Taal Volcano spewed a giant ash column on Jan. 12, covering large parts of Southern Luzon and cities near Metro Manila. The volcano is the country’s second-most active volcano and has been under Alert Level 2 since Feb. 14.

“We have also seen the increase in fuel prices due to the TRAIN law implementation last January. Most of all, there has been a diminished base effect since we have already seen much lower levels of annual increments last 2019,” Mr. Asuncion added, referring to the Tax Reform for Acceleration and Inclusion law.

The economist was referring to the implementation of excise taxes on petroleum products that took effect at the start of the year under the third and final tranche of the TRAIN Law. Under this tranche, additional excise taxes of P1 per liter for gasoline, P1.50 per liter for diesel, and P1 per kilogram for household liquefied petroleum gas (LPG) will be imposed.

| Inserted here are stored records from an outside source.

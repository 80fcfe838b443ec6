pub mod log;

pub use log::StageLog;
use crate::features::FeatureTable;
use crate::telemetry::RootCause;
use ndarray::{Array2, Axis};

/// Flat per-row dataset restricted to anomalous timestamps, with the
/// one-hot cause indicators as a multi-label target matrix.
#[derive(Debug, Clone)]
pub struct RootCauseDataset {
    pub x: Array2<f64>,
    pub y: Array2<f64>,
    pub causes: Vec<RootCause>,
}

impl RootCauseDataset {
    pub fn len(&self) -> usize {
        self.x.nrows()
    }

    pub fn is_empty(&self) -> bool {
        self.len() == 0
    }
}

/// Builds the root-cause dataset from rows flagged anomalous.
///
/// Returns `None` when the table holds no anomalous rows; callers skip
/// the dependent training stage rather than treating this as a failure.
pub fn build_root_cause_dataset(table: &FeatureTable) -> Option<RootCauseDataset> {
    let rows: Vec<usize> = table
        .anomaly
        .iter()
        .enumerate()
        .filter(|(_, &flag)| flag == 1)
        .map(|(row, _)| row)
        .collect();
    if rows.is_empty() {
        return None;
    }
    let x = table.features.select(Axis(0), &rows);
    let y = table.causes.select(Axis(0), &rows).mapv(f64::from);
    Some(RootCauseDataset {
        x,
        y,
        causes: RootCause::ALL.to_vec(),
    })
}

#[cfg(test)]
mod tests {
    use super::*;
    use chrono::{TimeZone, Utc};

    fn table(flags: &[u8], cause_rows: &[(usize, RootCause)]) -> FeatureTable {
        let n = flags.len();
        let mut causes = Array2::zeros((n, RootCause::ALL.len()));
        for &(row, cause) in cause_rows {
            causes[[row, cause.index()]] = 1;
        }
        FeatureTable {
            timestamps: (0..n)
                .map(|i| {
                    Utc.with_ymd_and_hms(2024, 1, 1, 0, 0, 0).unwrap()
                        + chrono::Duration::minutes(10 * i as i64)
                })
                .collect(),
            satellite_ids: vec!["SAT-001".to_string(); n],
            columns: vec!["a".into(), "b".into()],
            features: Array2::from_shape_fn((n, 2), |(row, column)| (row + column) as f64),
            anomaly: flags.to_vec(),
            causes,
        }
    }

    #[test]
    fn no_anomalies_signals_empty_with_none() {
        let table = table(&[0, 0, 0, 0], &[]);
        assert!(build_root_cause_dataset(&table).is_none());
    }

    #[test]
    fn keeps_only_flagged_rows() {
        let table = table(
            &[0, 1, 0, 1],
            &[
                (1, RootCause::MemoryLeak),
                (3, RootCause::CoolingSystemFailure),
            ],
        );
        let dataset = build_root_cause_dataset(&table).unwrap();
        assert_eq!(dataset.len(), 2);
        assert_eq!(dataset.x[[0, 0]], 1.0);
        assert_eq!(dataset.y[[0, RootCause::MemoryLeak.index()]], 1.0);
        assert_eq!(dataset.y[[1, RootCause::CoolingSystemFailure.index()]], 1.0);
        assert_eq!(dataset.y[[1, RootCause::MemoryLeak.index()]], 0.0);
    }
}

Moreover, there will be an additional 12% value-added tax, bringing the total to P1.12 per liter for gasoline and per kilogram for LPG, and P1.68 per liter for diesel. On the other hand, stocks that are part of oil companies’ Dec. 31, 2019 inventories are not subjected to the additional excise taxes.

Looking forward, Mr. Asuncion said inflation in February is expected to be lower with the decline in global oil prices.

“Knee-jerk reactions of fear due to the COVID-19 (coronavirus disease 2019) outbreak may also have caused the slight dampening of consumption demand across food products,” Mr. Asuncion added.